:: EXCERPTED DATA ::
----
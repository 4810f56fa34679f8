use std::sync::Arc;
use std::sync::mpsc::{self, RecvTimeoutError};
use std::thread;
use std::time::Duration;

use serde::Deserialize;
use serde_json::Value;
use tracing::{debug, info, warn};

use super::{build_prompt, CancelToken, PromptContext, RankRequest, TastinessRanker, SYSTEM_PROMPT};
use crate::error::RankerError;
use crate::models::{Dish, FeasibleSet, PlanResponse};
use crate::planner::assemble;

/// Who made the final choice.
#[derive(Debug, Clone, PartialEq)]
pub enum ChoiceSource {
    Ranker,
    /// Lowest-score plate, with the reason the ranker was not used.
    Fallback(String),
}

#[derive(Debug, Clone, PartialEq)]
pub struct RankedChoice {
    /// Index into the feasible set.
    pub index: usize,
    pub source: ChoiceSource,
}

/// A ranker's answer, as parsed. Totals and unknown fields are ignored.
#[derive(Debug, Clone, PartialEq, Deserialize)]
#[serde(rename_all = "camelCase")]
pub struct RankedPlate {
    pub items: Vec<RankedLine>,
}

/// One line of a ranker's answer. `servingSize` may be absent when parsing,
/// but a line without it never matches an offered plate.
#[derive(Debug, Clone, PartialEq, Deserialize)]
#[serde(rename_all = "camelCase")]
pub struct RankedLine {
    pub name: String,
    pub servings: f64,
    #[serde(default, alias = "serving_size")]
    pub serving_size: Option<String>,
}

/// Runs a ranker under a timeout and turns its answer into a feasible-set
/// index, falling back to the best numeric fit on any failure.
pub struct RankerGateway {
    ranker: Option<Arc<dyn TastinessRanker>>,
    timeout: Duration,
    max_options: usize,
}

impl RankerGateway {
    pub fn new(ranker: Option<Arc<dyn TastinessRanker>>, timeout: Duration, max_options: usize) -> Self {
        Self {
            ranker,
            timeout,
            max_options,
        }
    }

    /// Gateway that always takes the numeric best fit.
    pub fn disabled() -> Self {
        Self::new(None, Duration::ZERO, 0)
    }

    pub fn is_enabled(&self) -> bool {
        self.ranker.is_some() && self.max_options > 0
    }

    /// Pick a plate. `None` only when `plates` is empty.
    pub fn choose(&self, plates: &FeasibleSet, dishes: &[Dish], ctx: &PromptContext<'_>) -> Option<RankedChoice> {
        if plates.is_empty() {
            return None;
        }

        let offered: Vec<PlanResponse> = plates
            .iter()
            .take(self.max_options)
            .map(|p| assemble(&p.plate, dishes))
            .collect();

        match self.ask(&offered, ctx) {
            Ok(index) => {
                info!(option = index, offered = offered.len(), "ranker chose a plate");
                Some(RankedChoice {
                    index,
                    source: ChoiceSource::Ranker,
                })
            }
            Err(RankerError::NotConfigured) => Some(RankedChoice {
                index: 0,
                source: ChoiceSource::Fallback(RankerError::NotConfigured.to_string()),
            }),
            Err(e) => {
                warn!(error = %e, "ranker rejected, using best numeric fit");
                Some(RankedChoice {
                    index: 0,
                    source: ChoiceSource::Fallback(e.to_string()),
                })
            }
        }
    }

    fn ask(&self, offered: &[PlanResponse], ctx: &PromptContext<'_>) -> Result<usize, RankerError> {
        let ranker = match &self.ranker {
            Some(r) if !offered.is_empty() => Arc::clone(r),
            _ => return Err(RankerError::NotConfigured),
        };

        let request = RankRequest {
            system: SYSTEM_PROMPT.to_string(),
            prompt: build_prompt(offered, ctx),
            options: offered.to_vec(),
        };
        debug!(ranker = ranker.name(), options = offered.len(), "calling ranker");

        let raw = self.call(ranker, request)?;
        let parsed = parse_response(&raw)?;
        match_offered(&parsed, offered)
    }

    /// Run the ranker on its own thread. On timeout the token is cancelled and
    /// the thread is left to wind down on its own.
    fn call(&self, ranker: Arc<dyn TastinessRanker>, request: RankRequest) -> Result<String, RankerError> {
        let cancel = CancelToken::new();
        let worker_cancel = cancel.clone();
        let (tx, rx) = mpsc::channel();

        thread::Builder::new()
            .name("ranker".to_string())
            .spawn(move || {
                let _ = tx.send(ranker.rank(&request, &worker_cancel));
            })?;

        match rx.recv_timeout(self.timeout) {
            Ok(result) => result,
            Err(RecvTimeoutError::Timeout) => {
                cancel.cancel();
                Err(RankerError::Timeout(self.timeout.as_millis()))
            }
            Err(RecvTimeoutError::Disconnected) => {
                Err(RankerError::Failed("ranker thread exited without answering".to_string()))
            }
        }
    }
}

/// Parse a ranker answer, tolerating prose and Markdown fences around the
/// JSON. The first `{` that starts a valid JSON object wins.
pub fn parse_response(raw: &str) -> Result<RankedPlate, RankerError> {
    for (start, _) in raw.match_indices('{') {
        let mut stream = serde_json::Deserializer::from_str(&raw[start..]).into_iter::<Value>();
        if let Some(Ok(value @ Value::Object(_))) = stream.next() {
            return serde_json::from_value(value).map_err(|e| RankerError::Malformed(e.to_string()));
        }
    }
    Err(RankerError::Malformed("no JSON object in response".to_string()))
}

/// Index of the single offered plate the answer reproduces exactly.
fn match_offered(answer: &RankedPlate, offered: &[PlanResponse]) -> Result<usize, RankerError> {
    if answer.items.is_empty() {
        return Err(RankerError::Malformed("empty plate".to_string()));
    }

    offered
        .iter()
        .position(|option| same_plate(answer, option))
        .ok_or_else(|| {
            let names: Vec<&str> = answer.items.iter().map(|i| i.name.as_str()).collect();
            RankerError::UnknownSelection(names.join(", "))
        })
}

fn same_plate(answer: &RankedPlate, option: &PlanResponse) -> bool {
    if answer.items.len() != option.items.len() {
        return false;
    }
    let mut used = vec![false; option.items.len()];
    answer.items.iter().all(|line| {
        let hit = option.items.iter().enumerate().position(|(i, item)| {
            !used[i]
                && item.name == line.name.trim()
                && item.servings == line.servings
                && line
                    .serving_size
                    .as_deref()
                    .is_some_and(|s| s.trim() == item.serving_size)
        });
        match hit {
            Some(i) => {
                used[i] = true;
                true
            }
            None => false,
        }
    })
}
----
:: YOUR OBJECTIVE ::
Write an exact transcription of every entry above.

:: SOLUTION ::
repository 4810f56fa34679f8
use std::sync::Arc;
use std::sync::mpsc::{self, RecvTimeoutError};
use std::thread;
use std::time::Duration;

use serde::Deserialize;
use serde_json::Value;
use tracing::{debug, info, warn};

use super::{build_prompt, CancelToken, PromptContext, RankRequest, TastinessRanker, SYSTEM_PROMPT};
use crate::error::RankerError;
use crate::models::{Dish, FeasibleSet, PlanResponse};
use crate::planner::assemble;

/// Who made the final choice.
#[derive(Debug, Clone, PartialEq)]
pub enum ChoiceSource {
    Ranker,
    /// Lowest-score plate, with the reason the ranker was not used.
    Fallback(String),
}

#[derive(Debug, Clone, PartialEq)]
pub struct RankedChoice {
    /// Index into the feasible set.
    pub index: usize,
    pub source: ChoiceSource,
}

/// A ranker's answer, as parsed. Totals and unknown fields are ignored.
#[derive(Debug, Clone, PartialEq, Deserialize)]
#[serde(rename_all = "camelCase")]
pub struct RankedPlate {
    pub items: Vec<RankedLine>,
}

/// One line of a ranker's answer. `servingSize` may be absent when parsing,
/// but a line without it never matches an offered plate.
#[derive(Debug, Clone, PartialEq, Deserialize)]
#[serde(rename_all = "camelCase")]
pub struct RankedLine {
    pub name: String,
    pub servings: f64,
    #[serde(default, alias = "serving_size")]
    pub serving_size: Option<String>,
}

/// Runs a ranker under a timeout and turns its answer into a feasible-set
/// index, falling back to the best numeric fit on any failure.
pub struct RankerGateway {
    ranker: Option<Arc<dyn TastinessRanker>>,
    timeout: Duration,
    max_options: usize,
}

impl RankerGateway {
    pub fn new(ranker: Option<Arc<dyn TastinessRanker>>, timeout: Duration, max_options: usize) -> Self {
        Self {
            ranker,
            timeout,
            max_options,
        }
    }

    /// Gateway that always takes the numeric best fit.
    pub fn disabled() -> Self {
        Self::new(None, Duration::ZERO, 0)
    }

    pub fn is_enabled(&self) -> bool {
        self.ranker.is_some() && self.max_options > 0
    }

    /// Pick a plate. `None` only when `plates` is empty.
    pub fn choose(&self, plates: &FeasibleSet, dishes: &[Dish], ctx: &PromptContext<'_>) -> Option<RankedChoice> {
        if plates.is_empty() {
            return None;
        }

        let offered: Vec<PlanResponse> = plates
            .iter()
            .take(self.max_options)
            .map(|p| assemble(&p.plate, dishes))
            .collect();

        match self.ask(&offered, ctx) {
            Ok(index) => {
                info!(option = index, offered = offered.len(), "ranker chose a plate");
                Some(RankedChoice {
                    index,
                    source: ChoiceSource::Ranker,
                })
            }
            Err(RankerError::NotConfigured) => Some(RankedChoice {
                index: 0,
                source: ChoiceSource::Fallback(RankerError::NotConfigured.to_string()),
            }),
            Err(e) => {
                warn!(error = %e, "ranker rejected, using best numeric fit");
                Some(RankedChoice {
                    index: 0,
                    source: ChoiceSource::Fallback(e.to_string()),
                })
            }
        }
    }

    fn ask(&self, offered: &[PlanResponse], ctx: &PromptContext<'_>) -> Result<usize, RankerError> {
        let ranker = match &self.ranker {
            Some(r) if !offered.is_empty() => Arc::clone(r),
            _ => return Err(RankerError::NotConfigured),
        };

        let request = RankRequest {
            system: SYSTEM_PROMPT.to_string(),
            prompt: build_prompt(offered, ctx),
            options: offered.to_vec(),
        };
        debug!(ranker = ranker.name(), options = offered.len(), "calling ranker");

        let raw = self.call(ranker, request)?;
        let parsed = parse_response(&raw)?;
        match_offered(&parsed, offered)
    }

    /// Run the ranker on its own thread. On timeout the token is cancelled and
    /// the thread is left to wind down on its own.
    fn call(&self, ranker: Arc<dyn TastinessRanker>, request: RankRequest) -> Result<String, RankerError> {
        let cancel = CancelToken::new();
        let worker_cancel = cancel.clone();
        let (tx, rx) = mpsc::channel();

        thread::Builder::new()
            .name("ranker".to_string())
            .spawn(move || {
                let _ = tx.send(ranker.rank(&request, &worker_cancel));
            })?;

        match rx.recv_timeout(self.timeout) {
            Ok(result) => result,
            Err(RecvTimeoutError::Timeout) => {
                cancel.cancel();
                Err(RankerError::Timeout(self.timeout.as_millis()))
            }
            Err(RecvTimeoutError::Disconnected) => {
                Err(RankerError::Failed("ranker thread exited without answering".to_string()))
            }
        }
    }
}

/// Parse a ranker answer, tolerating prose and Markdown fences around the
/// JSON. The first `{` that starts a valid JSON object wins.
pub fn parse_response(raw: &str) -> Result<RankedPlate, RankerError> {
    for (start, _) in raw.match_indices('{') {
        let mut stream = serde_json::Deserializer::from_str(&raw[start..]).into_iter::<Value>();
        if let Some(Ok(value @ Value::Object(_))) = stream.next() {
            return serde_json::from_value(value).map_err(|e| RankerError::Malformed(e.to_string()));
        }
    }
    Err(RankerError::Malformed("no JSON object in response".to_string()))
}

/// Index of the single offered plate the answer reproduces exactly.
fn match_offered(answer: &RankedPlate, offered: &[PlanResponse]) -> Result<usize, RankerError> {
    if answer.items.is_empty() {
        return Err(RankerError::Malformed("empty plate".to_string()));
    }

    offered
        .iter()
        .position(|option| same_plate(answer, option))
        .ok_or_else(|| {
            let names: Vec<&str> = answer.items.iter().map(|i| i.name.as_str()).collect();
            RankerError::UnknownSelection(names.join(", "))
        })
}

fn same_plate(answer: &RankedPlate, option: &PlanResponse) -> bool {
    if answer.items.len() != option.items.len() {
        return false;
    }
    let mut used = vec![false; option.items.len()];
    answer.items.iter().all(|line| {
        let hit = option.items.iter().enumerate().position(|(i, item)| {
            !used[i]
                && item.name == line.name.trim()
                && item.servings == line.servings
                && line
                    .serving_size
                    .as_deref()
                    .is_some_and(|s| s.trim() == item.serving_size)
        });
        match hit {
            Some(i) => {
                used[i] = true;
                true
            }
            None => false,
        }
    })
}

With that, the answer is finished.